-- Data shown follows --
//! In-process robot: drives a controller over in-memory channels.
//!
//! Run with:
//!   cargo run --example loopback

use std::sync::Arc;
use std::thread;
use std::time::Duration;

use bytes::BytesMut;
use rrc::frame::{decode_frame, encode_frame, CommandType, TelemetryType, WireFormat};
use rrc::messages::{Orientation, Pose, RobotName, SimpleSensor, Vector3};
use rrc::transport::{MemoryTransport, ReceiveMode, Transport};
use rrc::{ControllerConfig, RobotController, TelemetryWorker};

fn framed<T: serde::Serialize>(code: u16, value: &T) -> rrc::frame::Result<Vec<u8>> {
    let payload = WireFormat::Postcard.encode(value)?;
    let mut buf = BytesMut::new();
    encode_frame(code, &payload, &mut buf);
    Ok(buf.to_vec())
}

fn main() -> Result<(), Box<dyn std::error::Error>> {
    let (operator_cmd, mut robot_cmd) = MemoryTransport::pair();
    let (operator_tlm, mut robot_tlm) = MemoryTransport::pair();

    let controller = Arc::new(RobotController::new(
        Box::new(operator_cmd),
        Some(Box::new(operator_tlm)),
        ControllerConfig::default(),
    )?);
    let worker = TelemetryWorker::spawn(Arc::clone(&controller))?;

    // Robot side: acknowledge one command, then publish a few frames.
    let robot = thread::spawn(move || -> Result<(), Box<dyn std::error::Error + Send + Sync>> {
        let request = robot_cmd
            .receive(ReceiveMode::Blocking)?
            .ok_or("command channel idle")?;
        let frame = decode_frame(request)?;
        eprintln!("robot received command code {}", frame.type_code);
        robot_cmd.send(&[])?;

        let name = framed(
            TelemetryType::RobotName.code(),
            &RobotName {
                value: "loopback".to_string(),
            },
        )?;
        robot_tlm.send(&name)?;

        for step in 0..3 {
            let pose = Pose::new(Vector3::new(f64::from(step), 0.0, 0.0), Orientation::IDENTITY);
            robot_tlm.send(&framed(TelemetryType::CurrentPose.code(), &pose)?)?;

            let reading = SimpleSensor::reading(0, vec![100.0 - step as f32]);
            robot_tlm.send(&framed(TelemetryType::SimpleSensorValue.code(), &reading)?)?;
        }
        Ok(())
    });

    let target = Pose::new(Vector3::new(2.0, 0.0, 0.0), Orientation::from_yaw(0.5));
    let reply = controller.set_target_pose(&target)?;
    eprintln!(
        "{} acknowledged with {} bytes",
        CommandType::TargetPoseCommand.name(),
        reply.len()
    );

    if let Err(err) = robot.join().map_err(|_| "robot thread panicked")? {
        return Err(err.to_string().into());
    }
    thread::sleep(Duration::from_millis(100));

    println!("robot name: {:?}", controller.robot_name()?);
    println!("current pose: {:?}", controller.current_pose()?);
    println!("battery: {:?}", controller.simple_sensor(0));
    println!("stats: {:?}", controller.stats());

    let exit = worker.stop();
    eprintln!("worker exit: {exit:?}");
    Ok(())
}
-- Data shown concluded --
Required action: Go through the entries above and report every line in which the word "loopback" appears.

Solution for this exercise:
//!   cargo run --example loopback
                value: "loopback".to_string(),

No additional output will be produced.